_Directions_:
Only one stretch of the records below should be repeated. It starts with the line containing "if let Some(waiter)" and goes on through the line containing "if pending >", exactly as written.

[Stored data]
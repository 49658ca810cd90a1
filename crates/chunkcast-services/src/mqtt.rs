//! MQTT transport over rumqttc.
//!
//! rumqttc splits a connection into an `AsyncClient` (requests) and an
//! `EventLoop` (network I/O). The event loop runs on its own task and:
//!   - forwards inbound PUBLISH packets to the inbound channel
//!   - correlates outgoing publishes with PUBACK/PUBCOMP by packet id
//!   - fails every pending acknowledgment when the connection drops
//!   - re-subscribes after a reconnect (sessions are clean)

use std::collections::{HashMap, HashSet, VecDeque};
use std::sync::{Arc, Mutex, MutexGuard};
use std::time::Duration;

use bytes::Bytes;
use rumqttc::{AsyncClient, ConnectReturnCode, Event, EventLoop, MqttOptions, Outgoing, Packet};
use tokio::sync::{mpsc, oneshot, watch};
use tokio::task::JoinHandle;

use chunkcast_core::config::BrokerConfig;
use chunkcast_core::QoS;

use crate::transport::{InboundMessage, Transport, TransportError};

/// Pause between reconnection attempts after the connection drops.
const RECONNECT_DELAY: Duration = Duration::from_secs(1);

/// Requests buffered between the client handle and the event loop.
const REQUEST_CAPACITY: usize = 64;

/// rumqttc refuses keep-alive intervals below this.
const MIN_KEEP_ALIVE: Duration = Duration::from_secs(5);

type AckSender = oneshot::Sender<Result<(), TransportError>>;

#[derive(Debug, Clone, PartialEq, Eq)]
enum ConnState {
    Connecting,
    Connected,
    Down(String),
}

/// Publishes waiting for their acknowledgment.
#[derive(Default)]
struct AckTable {
    /// Handed to the client, packet id not yet assigned. FIFO matches the
    /// order in which the event loop emits `Outgoing::Publish`.
    queued: VecDeque<(QoS, AckSender)>,
    /// Sent with a packet id, waiting for PUBACK/PUBCOMP.
    inflight: HashMap<u16, AckSender>,
    /// Packet ids rumqttc will replay after reconnecting. Their waiters
    /// already failed.
    replayed: HashSet<u16>,
    /// Failed publishes still in the client's request channel. They go out
    /// after reconnecting, ahead of anything queued since.
    stale_requests: usize,
    subscriptions: Vec<(String, QoS)>,
    closing: bool,
}

impl AckTable {
    fn sent(&mut self, pkid: u16) {
        if self.replayed.remove(&pkid) {
            tracing::debug!(pkid, "replayed publish after reconnect");
            return;
        }
        if self.stale_requests > 0 {
            self.stale_requests -= 1;
            tracing::debug!(pkid, "publish from before reconnect");
            return;
        }
        match self.queued.pop_front() {
            Some((qos, waiter)) if !qos.is_acknowledged() => {
                let _ = waiter.send(Ok(()));
            }
            Some((_, waiter)) => {
                self.inflight.insert(pkid, waiter);
            }
            None => {}
        }
    }

    fn acknowledged(&mut self, pkid: u16) {
        if let Some(waiter) = self.inflight.remove(&pkid) {
            let _ = waiter.send(Ok(()));
        }
    }

    fn fail_all(&mut self, reason: &str) {
        let pending = self.queued.len() + self.inflight.len();
        if pending > 0 {
            tracing::warn!(pending, reason, "failing unacknowledged publishes");
        }
        self.stale_requests += self.queued.len();
        for (_, waiter) in self.queued.drain(..) {
            let _ = waiter.send(Err(TransportError::Connection(reason.to_string())));
        }
        for (pkid, waiter) in self.inflight.drain() {
            self.replayed.insert(pkid);
            let _ = waiter.send(Err(TransportError::Connection(reason.to_string())));
        }
    }
}

fn lock(table: &Mutex<AckTable>) -> MutexGuard<'_, AckTable> {
    table.lock().unwrap_or_else(|poisoned| poisoned.into_inner())
}

fn to_rumqttc(qos: QoS) -> rumqttc::QoS {
    match qos {
        QoS::AtMostOnce => rumqttc::QoS::AtMostOnce,
        QoS::AtLeastOnce => rumqttc::QoS::AtLeastOnce,
        QoS::ExactlyOnce => rumqttc::QoS::ExactlyOnce,
    }
}

/// A live MQTT connection.
pub struct MqttTransport {
    client: AsyncClient,
    acks: Arc<Mutex<AckTable>>,
    state: watch::Receiver<ConnState>,
    /// Keeps `queued` in the same order as the client's request channel.
    send_order: tokio::sync::Mutex<()>,
    event_loop: JoinHandle<()>,
}

impl MqttTransport {
    /// Connect and wait for CONNACK.
    ///
    /// `max_packet` bounds both incoming and outgoing packets and must fit a
    /// whole chunk plus its topic.
    pub async fn connect(
        config: &BrokerConfig,
        client_id: &str,
        max_packet: usize,
    ) -> Result<(Self, mpsc::UnboundedReceiver<InboundMessage>), TransportError> {
        let mut options = MqttOptions::new(client_id, config.host.clone(), config.port);
        options.set_keep_alive(config.keep_alive().max(MIN_KEEP_ALIVE));
        options.set_clean_session(true);
        options.set_max_packet_size(max_packet, max_packet);

        let (client, event_loop) = AsyncClient::new(options, REQUEST_CAPACITY);
        let (inbound_tx, inbound_rx) = mpsc::unbounded_channel();
        let (state_tx, mut state_rx) = watch::channel(ConnState::Connecting);
        let acks = Arc::new(Mutex::new(AckTable::default()));

        let event_loop = tokio::spawn(drive(
            event_loop,
            client.clone(),
            acks.clone(),
            inbound_tx,
            state_tx,
        ));

        tracing::info!(host = %config.host, port = config.port, client_id, "connecting to broker");

        let wait = async {
            loop {
                match &*state_rx.borrow_and_update() {
                    ConnState::Connected => return Ok(()),
                    ConnState::Down(reason) => {
                        return Err(TransportError::Connection(reason.clone()))
                    }
                    ConnState::Connecting => {}
                }
                if state_rx.changed().await.is_err() {
                    return Err(TransportError::Closed);
                }
            }
        };

        let outcome = match tokio::time::timeout(config.connect_timeout(), wait).await {
            Ok(outcome) => outcome,
            Err(_) => Err(TransportError::Connection(format!(
                "no CONNACK from {}:{} within {}s",
                config.host,
                config.port,
                config.connect_timeout().as_secs()
            ))),
        };

        if let Err(e) = outcome {
            event_loop.abort();
            return Err(e);
        }

        tracing::info!(host = %config.host, port = config.port, "connected to broker");
        Ok((
            Self {
                client,
                acks,
                state: state_rx,
                send_order: tokio::sync::Mutex::new(()),
                event_loop,
            },
            inbound_rx,
        ))
    }

    fn ensure_up(&self) -> Result<(), TransportError> {
        match &*self.state.borrow() {
            ConnState::Connected => Ok(()),
            ConnState::Connecting => Err(TransportError::Connection("reconnecting".into())),
            ConnState::Down(reason) => Err(TransportError::Connection(reason.clone())),
        }
    }
}

impl Drop for MqttTransport {
    fn drop(&mut self) {
        self.event_loop.abort();
    }
}

impl Transport for MqttTransport {
    async fn publish(&self, topic: &str, payload: Bytes, qos: QoS) -> Result<(), TransportError> {
        self.ensure_up()?;
        let (tx, rx) = oneshot::channel();
        {
            let _order = self.send_order.lock().await;
            lock(&self.acks).queued.push_back((qos, tx));
            let sent = self
                .client
                .publish_bytes(topic, to_rumqttc(qos), false, payload)
                .await;
            if let Err(e) = sent {
                lock(&self.acks).queued.pop_back();
                return Err(TransportError::Rejected(e.to_string()));
            }
        }
        rx.await.map_err(|_| TransportError::Closed)?
    }

    async fn subscribe(&self, filter: &str, qos: QoS) -> Result<(), TransportError> {
        self.client
            .subscribe(filter, to_rumqttc(qos))
            .await
            .map_err(|e| TransportError::Rejected(e.to_string()))?;
        let mut acks = lock(&self.acks);
        if !acks.subscriptions.iter().any(|(f, _)| f == filter) {
            acks.subscriptions.push((filter.to_string(), qos));
        }
        tracing::info!(filter, ?qos, "subscribed");
        Ok(())
    }

    async fn disconnect(&self) -> Result<(), TransportError> {
        lock(&self.acks).closing = true;
        self.client
            .disconnect()
            .await
            .map_err(|e| TransportError::Rejected(e.to_string()))
    }
}

// ── Event loop ────────────────────────────────────────────────────────────────

async fn drive(
    mut event_loop: EventLoop,
    client: AsyncClient,
    acks: Arc<Mutex<AckTable>>,
    inbound: mpsc::UnboundedSender<InboundMessage>,
    state: watch::Sender<ConnState>,
) {
    let mut connected_once = false;

    loop {
        match event_loop.poll().await {
            Ok(Event::Incoming(Packet::ConnAck(ack))) => {
                if ack.code != ConnectReturnCode::Success {
                    let reason = format!("broker refused connection: {:?}", ack.code);
                    tracing::error!(%reason, "connect failed");
                    state.send_replace(ConnState::Down(reason));
                    continue;
                }
                if connected_once {
                    resubscribe(&client, &acks);
                }
                connected_once = true;
                state.send_replace(ConnState::Connected);
            }
            Ok(Event::Incoming(Packet::Publish(publish))) => {
                tracing::trace!(topic = %publish.topic, len = publish.payload.len(), "inbound publish");
                let msg = InboundMessage {
                    topic: publish.topic,
                    payload: publish.payload,
                };
                if inbound.send(msg).is_err() {
                    tracing::debug!("inbound receiver dropped, discarding message");
                }
            }
            Ok(Event::Outgoing(Outgoing::Publish(pkid))) => lock(&acks).sent(pkid),
            Ok(Event::Incoming(Packet::PubAck(ack))) => lock(&acks).acknowledged(ack.pkid),
            Ok(Event::Incoming(Packet::PubComp(comp))) => lock(&acks).acknowledged(comp.pkid),
            Ok(Event::Outgoing(Outgoing::Disconnect)) => {
                tracing::info!("disconnect sent, stopping event loop");
                lock(&acks).fail_all("disconnected");
                state.send_replace(ConnState::Down("disconnected".into()));
                return;
            }
            Ok(_) => {}
            Err(e) => {
                let reason = e.to_string();
                let closing = {
                    let mut table = lock(&acks);
                    table.fail_all(&reason);
                    table.closing
                };
                state.send_replace(ConnState::Down(reason.clone()));
                if closing {
                    return;
                }
                tracing::warn!(error = %reason, "broker connection lost, retrying");
                tokio::time::sleep(RECONNECT_DELAY).await;
            }
        }
    }
}

fn resubscribe(client: &AsyncClient, acks: &Mutex<AckTable>) {
    let subscriptions = lock(acks).subscriptions.clone();
    for (filter, qos) in subscriptions {
        // try_subscribe: awaiting here would block the loop that drains requests.
        if let Err(e) = client.try_subscribe(filter.as_str(), to_rumqttc(qos)) {
            tracing::warn!(filter = %filter, error = %e, "resubscribe failed");
        } else {
            tracing::info!(filter = %filter, "resubscribed after reconnect");
        }
    }
}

_Result_:
        if let Some(waiter) = self.inflight.remove(&pkid) {
            let _ = waiter.send(Ok(()));
        }
    }

    fn fail_all(&mut self, reason: &str) {
        let pending = self.queued.len() + self.inflight.len();
        if pending > 0 {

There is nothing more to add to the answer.